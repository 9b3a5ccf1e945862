// SPDX-License-Identifier: MIT
// Copyright (c) 2026 StarTuz

use crate::viewport::ViewportOptions;
use crate::ItineraError;
use anyhow::{Context, Result};
use serde::{Deserialize, Serialize};
use std::fs;
use std::path::{Path, PathBuf};

#[derive(Debug, Clone, PartialEq, Serialize, Deserialize)]
#[serde(default)]
pub struct ItineraConfig {
    pub api_base_url: String,
    pub generate_path: String,
    pub geocode_path: String,
    pub polylines_path: String,
    pub timeout_secs: u64,
    /// Append `", <destination>"` to geocode queries.
    pub disambiguate_queries: bool,
    pub viewport: ViewportOptions,
    /// One of `off`, `error`, `warn`, `info`, `debug`, `trace`.
    pub log_level: String,
}

impl Default for ItineraConfig {
    fn default() -> Self {
        Self {
            api_base_url: "http://127.0.0.1:5000".to_string(),
            generate_path: "/api/generate_itinerary".to_string(),
            geocode_path: "/api/geocode".to_string(),
            polylines_path: "/api/polylines".to_string(),
            timeout_secs: 30,
            disambiguate_queries: true,
            viewport: ViewportOptions::default(),
            log_level: "info".to_string(),
        }
    }
}

impl ItineraConfig {
    pub fn validate(&self) -> Result<(), ItineraError> {
        if !(self.api_base_url.starts_with("http://") || self.api_base_url.starts_with("https://"))
        {
            return Err(ItineraError::Config(format!(
                "api_base_url must be an http(s) URL, got {:?}",
                self.api_base_url
            )));
        }
        if self.timeout_secs == 0 {
            return Err(ItineraError::Config(
                "timeout_secs must be at least 1".to_string(),
            ));
        }
        Ok(())
    }
}

#[derive(Debug, Clone)]
pub struct ConfigManager {
    config_path: PathBuf,
}

impl Default for ConfigManager {
    fn default() -> Self {
        Self::new(crate::get_config_root().join("config.json"))
    }
}

impl ConfigManager {
    pub fn new<P: AsRef<Path>>(path: P) -> Self {
        Self {
            config_path: path.as_ref().to_path_buf(),
        }
    }

    pub fn path(&self) -> &Path {
        &self.config_path
    }

    /// Missing file means defaults.
    pub fn load(&self) -> Result<ItineraConfig> {
        if !self.config_path.exists() {
            return Ok(ItineraConfig::default());
        }

        let content = fs::read_to_string(&self.config_path).context("Failed to read config.json")?;
        let config: ItineraConfig =
            serde_json::from_str(&content).context("Failed to parse config.json")?;
        config.validate()?;
        Ok(config)
    }

    pub fn save(&self, config: &ItineraConfig) -> Result<()> {
        if let Some(parent) = self.config_path.parent() {
            if !parent.exists() {
                fs::create_dir_all(parent).context("Failed to create config directory")?;
            }
        }

        let content =
            serde_json::to_string_pretty(config).context("Failed to serialize config")?;

        fs::write(&self.config_path, content).context("Failed to write config.json")
    }
}

#[cfg(test)]
mod tests {
    use super::*;
    use crate::geo::LatLng;
    use tempfile::tempdir;

    #[test]
    fn test_missing_file_gives_defaults() {
        let dir = tempdir().unwrap();
        let manager = ConfigManager::new(dir.path().join("nope.json"));
        assert_eq!(manager.load().unwrap(), ItineraConfig::default());
    }

    #[test]
    fn test_save_and_reload() {
        let dir = tempdir().unwrap();
        let manager = ConfigManager::new(dir.path().join("nested").join("config.json"));

        let mut config = ItineraConfig::default();
        config.api_base_url = "https://trips.example.org".to_string();
        config.viewport.fallback_center = LatLng::new(35.68, 139.76);
        manager.save(&config).unwrap();

        assert_eq!(manager.load().unwrap(), config);
    }

    #[test]
    fn test_partial_file_fills_defaults() {
        let dir = tempdir().unwrap();
        let path = dir.path().join("config.json");
        fs::write(&path, r#"{"timeout_secs": 5, "viewport": {"padding": 10}}"#).unwrap();

        let config = ConfigManager::new(&path).load().unwrap();
        assert_eq!(config.timeout_secs, 5);
        assert_eq!(config.viewport.padding, 10);
        assert_eq!(config.viewport.single_point_zoom, 13.0);
        assert_eq!(config.geocode_path, "/api/geocode");
    }

    #[test]
    fn test_invalid_values_rejected() {
        let dir = tempdir().unwrap();
        let path = dir.path().join("config.json");
        fs::write(&path, r#"{"api_base_url": "ftp://nope"}"#).unwrap();
        assert!(ConfigManager::new(&path).load().is_err());

        fs::write(&path, "{ not json").unwrap();
        assert!(ConfigManager::new(&path).load().is_err());
    }
}
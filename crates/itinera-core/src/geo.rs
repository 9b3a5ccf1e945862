// SPDX-License-Identifier: MIT
// Copyright (c) 2026 StarTuz

use serde::{Deserialize, Serialize};

/// A resolved WGS84 position.
#[derive(Debug, Clone, Copy, PartialEq, Serialize, Deserialize)]
pub struct LatLng {
    pub lat: f64,
    #[serde(alias = "lon")]
    pub lng: f64,
}

impl LatLng {
    pub fn new(lat: f64, lng: f64) -> Self {
        Self { lat, lng }
    }

    pub fn as_pair(&self) -> [f64; 2] {
        [self.lat, self.lng]
    }
}

impl From<[f64; 2]> for LatLng {
    fn from(pair: [f64; 2]) -> Self {
        Self::new(pair[0], pair[1])
    }
}

#[derive(Debug, Clone, PartialEq, Serialize, Deserialize)]
pub struct BoundingBox {
    pub min_lat: f64,
    pub max_lat: f64,
    pub min_lng: f64,
    pub max_lng: f64,
}

impl BoundingBox {
    pub fn new(min_lat: f64, max_lat: f64, min_lng: f64, max_lng: f64) -> Self {
        Self {
            min_lat,
            max_lat,
            min_lng,
            max_lng,
        }
    }

    /// Smallest box enclosing every point, or `None` for an empty slice.
    pub fn from_points(points: &[LatLng]) -> Option<Self> {
        let first = points.first()?;
        let mut bbox = Self::new(first.lat, first.lat, first.lng, first.lng);
        for p in &points[1..] {
            bbox.min_lat = bbox.min_lat.min(p.lat);
            bbox.max_lat = bbox.max_lat.max(p.lat);
            bbox.min_lng = bbox.min_lng.min(p.lng);
            bbox.max_lng = bbox.max_lng.max(p.lng);
        }
        Some(bbox)
    }

    pub fn contains(&self, point: LatLng) -> bool {
        point.lat >= self.min_lat
            && point.lat <= self.max_lat
            && point.lng >= self.min_lng
            && point.lng <= self.max_lng
    }

    pub fn center(&self) -> LatLng {
        LatLng::new(
            (self.min_lat + self.max_lat) / 2.0,
            (self.min_lng + self.max_lng) / 2.0,
        )
    }
}
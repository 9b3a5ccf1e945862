// SPDX-License-Identifier: MIT
// Copyright (c) 2026 StarTuz

use crate::geo::{BoundingBox, LatLng};
use serde::{Deserialize, Serialize};

#[derive(Debug, Clone, PartialEq, Serialize, Deserialize)]
#[serde(default)]
pub struct ViewportOptions {
    /// Shown when nothing is resolved yet.
    pub fallback_center: LatLng,
    pub fallback_zoom: f64,
    pub single_point_zoom: f64,
    /// Symmetric fit-to-bounds padding in pixels.
    pub padding: u32,
}

impl Default for ViewportOptions {
    fn default() -> Self {
        Self {
            fallback_center: LatLng::new(20.0, 0.0),
            fallback_zoom: 2.0,
            single_point_zoom: 13.0,
            padding: 40,
        }
    }
}

#[derive(Debug, Clone, PartialEq, Serialize, Deserialize)]
pub struct Viewport {
    pub center: LatLng,
    /// Only set with zero or one point; with more the map fits `bounds`.
    pub zoom: Option<f64>,
    pub bounds: Vec<[f64; 2]>,
    pub padding: [u32; 2],
}

impl Viewport {
    pub fn fits_bounds(&self) -> bool {
        self.zoom.is_none()
    }

    pub fn extent(&self) -> Option<BoundingBox> {
        let points: Vec<LatLng> = self.bounds.iter().copied().map(LatLng::from).collect();
        BoundingBox::from_points(&points)
    }
}

pub fn compute_viewport(track: &[Option<LatLng>], opts: &ViewportOptions) -> Viewport {
    let points: Vec<LatLng> = track.iter().flatten().copied().collect();

    let center = points.first().copied().unwrap_or(opts.fallback_center);
    let zoom = match points.len() {
        0 => Some(opts.fallback_zoom),
        1 => Some(opts.single_point_zoom),
        _ => None,
    };

    Viewport {
        center,
        zoom,
        bounds: points.iter().map(LatLng::as_pair).collect(),
        padding: [opts.padding, opts.padding],
    }
}
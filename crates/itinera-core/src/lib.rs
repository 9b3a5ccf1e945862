// SPDX-License-Identifier: MIT
// Copyright (c) 2026 StarTuz

pub mod config;
pub mod generation;
pub mod geo;
pub mod geocode;
pub mod http;
pub mod itinerary;
pub mod name_key;
pub mod pipeline;
pub mod route;
pub mod services;
pub mod viewport;

use std::path::PathBuf;
use thiserror::Error;

pub use geo::{BoundingBox, LatLng};
pub use itinerary::ItineraryItem;
pub use pipeline::{PipelineEvent, TripContext, TripPipeline};
pub use services::ServiceError;

#[derive(Error, Debug)]
pub enum ItineraError {
    #[error("Service error: {0}")]
    Service(#[from] ServiceError),
    #[error("Invalid configuration: {0}")]
    Config(String),
    #[error("IO error: {0}")]
    Io(#[from] std::io::Error),
    #[error("JSON error: {0}")]
    Json(#[from] serde_json::Error),
}

/// Directory holding `config.json` and anything else itinera persists.
/// Falls back to the working directory when the platform has no config dir.
pub fn get_config_root() -> PathBuf {
    directories::ProjectDirs::from("org", "itinera", "Itinera")
        .map(|dirs| dirs.config_dir().to_path_buf())
        .unwrap_or_else(|| PathBuf::from("."))
}
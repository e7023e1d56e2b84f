//! Tictactoe-Rust: tic-tac-toe with minimax computer players.
//!
//! This crate provides a 3x3 board, an exhaustive minimax search engine, an
//! interactive console game, and a batch simulator for pitting computer
//! players of different strengths against each other.
//!
//! ## Modules
//!
//! - [`constants`] - Board geometry, scores, difficulty range
//! - [`board`] - Board state, placement, win and tie detection
//! - [`search`] - Minimax with row-major or randomized move order
//! - [`game`] - Players, turn order, move results
//! - [`console`] - Line-driven interactive session
//! - [`simulation`] - Computer-vs-computer batch runs with CSV output
//! - [`error`] - Parse error types
//!
//! ## Example
//!
//! ```
//! use tictactoe_rust::board::{Board, Move, Token};
//! use tictactoe_rust::search::best_move;
//!
//! // O completes the middle row.
//! let board: Board = "XX./OO./X..".parse().unwrap();
//! assert_eq!(best_move(board, 3, Token::O), Some(Move::new(1, 2)));
//! ```

pub mod board;
pub mod console;
pub mod constants;
pub mod error;
pub mod game;
pub mod search;
pub mod simulation;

++++

What is wanted is every line from the first line of the entries through the line that contains "pub fn validate(&self)", given again exactly.

repository 9b3a5ccf1e945862
// SPDX-License-Identifier: MIT
// Copyright (c) 2026 StarTuz

use crate::viewport::ViewportOptions;
use crate::ItineraError;
use anyhow::{Context, Result};
use serde::{Deserialize, Serialize};
use std::fs;
use std::path::{Path, PathBuf};

#[derive(Debug, Clone, PartialEq, Serialize, Deserialize)]
#[serde(default)]
pub struct ItineraConfig {
    pub api_base_url: String,
    pub generate_path: String,
    pub geocode_path: String,
    pub polylines_path: String,
    pub timeout_secs: u64,
    /// Append `", <destination>"` to geocode queries.
    pub disambiguate_queries: bool,
    pub viewport: ViewportOptions,
    /// One of `off`, `error`, `warn`, `info`, `debug`, `trace`.
    pub log_level: String,
}

impl Default for ItineraConfig {
    fn default() -> Self {
        Self {
            api_base_url: "http://127.0.0.1:5000".to_string(),
            generate_path: "/api/generate_itinerary".to_string(),
            geocode_path: "/api/geocode".to_string(),
            polylines_path: "/api/polylines".to_string(),
            timeout_secs: 30,
            disambiguate_queries: true,
            viewport: ViewportOptions::default(),
            log_level: "info".to_string(),
        }
    }
}

impl ItineraConfig {
    pub fn validate(&self) -> Result<(), ItineraError> {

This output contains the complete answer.